"Take a sup of punch now, Miss Tierney; shure you're fainting away entirely for the want of a dhrop." The lady addressed was wiping, with the tail of her gown, a face which showed the labour that had been necessary to perform the feat of dancing down the whole company to the tune of the "wind that shakes the barley," and was now leaning against the wall, whilst her last partner was offering her punch made on the half and half system: "Take a sup, Miss Tierney, then; shure you're wanting it."

"Thank ye, Mr. Kelly, but I am afther taking a little jist now, and the head's not sthrong with me afther dancing;" she took the tumbler, however. "Faix, Mr. Kelly, but it's yourself can make a tumbler of punch with any man."

"'Deed then there's no sperrits in it at all—only a thrifle to take the wakeness off the water. Come, Miss Tierney, you didn't take what'd baptize a babby."

"It'd be a big babby then; one like yerself may be."

"Here's long life to the first you have yerself, any way, Miss Tierney!" and he finished the glass, of which the blushing beauty had drunk half. "Might a boy make a guess who'd be the father of it?"
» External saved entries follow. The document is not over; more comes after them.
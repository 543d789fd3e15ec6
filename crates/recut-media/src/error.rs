//! Error types for media operations.

use std::path::PathBuf;
use thiserror::Error;

use recut_models::ErrorCode;

/// Result type for media operations.
pub type MediaResult<T> = Result<T, MediaError>;

/// Errors that can occur during media processing.
#[derive(Debug, Error)]
pub enum MediaError {
    #[error("FFmpeg not found in PATH")]
    FfmpegNotFound,

    #[error("FFprobe not found in PATH")]
    FfprobeNotFound,

    #[error("source unreachable: {0}")]
    SourceUnreachable(String),

    #[error("unrecognised format: {0}")]
    UnrecognisedFormat(String),

    #[error("source has no audio track")]
    NoAudioTrack,

    #[error("decode failed: {message}")]
    DecodeFailed { message: String },

    #[error("encode failed: {message}")]
    EncodeFailed {
        message: String,
        stderr: Option<String>,
        exit_code: Option<i32>,
    },

    #[error("FFprobe command failed: {message}")]
    FfprobeFailed {
        message: String,
        stderr: Option<String>,
    },

    #[error("output write failed: {0}")]
    OutputWriteFailed(String),

    #[error("corrupt intermediate: {0}")]
    CorruptIntermediate(PathBuf),

    #[error("file not found: {0}")]
    FileNotFound(PathBuf),

    #[error("operation cancelled")]
    Cancelled,

    #[error("operation timed out after {0} seconds")]
    Timeout(u64),

    #[error("IO error: {0}")]
    Io(#[from] std::io::Error),

    #[error("JSON parse error: {0}")]
    JsonParse(#[from] serde_json::Error),

    #[error("internal error: {0}")]
    Internal(String),
}

impl MediaError {
    pub fn encode_failed(
        message: impl Into<String>,
        stderr: Option<String>,
        exit_code: Option<i32>,
    ) -> Self {
        Self::EncodeFailed {
            message: message.into(),
            stderr,
            exit_code,
        }
    }

    pub fn decode_failed(message: impl Into<String>) -> Self {
        Self::DecodeFailed {
            message: message.into(),
        }
    }

    pub fn internal(message: impl Into<String>) -> Self {
        Self::Internal(message.into())
    }

    /// Map to the shared error-code taxonomy.
    pub fn code(&self) -> ErrorCode {
        match self {
            MediaError::SourceUnreachable(_) => ErrorCode::SourceUnreachable,
            MediaError::UnrecognisedFormat(_) | MediaError::FfprobeFailed { .. } => {
                ErrorCode::UnrecognisedFormat
            }
            MediaError::NoAudioTrack => ErrorCode::NoAudioTrack,
            MediaError::DecodeFailed { .. } => ErrorCode::DecodeError,
            MediaError::EncodeFailed { .. } => ErrorCode::EncodeError,
            MediaError::OutputWriteFailed(_) => ErrorCode::OutputWriteError,
            MediaError::CorruptIntermediate(_) => ErrorCode::CorruptIntermediate,
            MediaError::Cancelled => ErrorCode::Cancelled,
            MediaError::Timeout(_) => ErrorCode::Cancelled,
            _ => ErrorCode::Internal,
        }
    }
}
"Go asy now, masther Morty,"—the swain rejoiced in the name of Mortimer Kelley. "It'll be some quiet, dacent fellow, that an't given to chaffing nor too fond of sperrits."

"By dad, my darling, and an't that me to a hair's breadth?"

"Is it you a dacent, asy boy?"

"Shure if it an't me, where's sich a one in the counthry at all? And it's I'd be fond of the child—and the child's mother more especial," and he gave her a loving squeeze, which in a less energetic society might have formed good ground for an action for violent assault.

"Ah don't! Go asy I tell you, Morty. But come, an't you going to dance instead of wasting your time here all night?" and the pair, re-invigorated by their intellectual and animal refreshment, again commenced their dancing.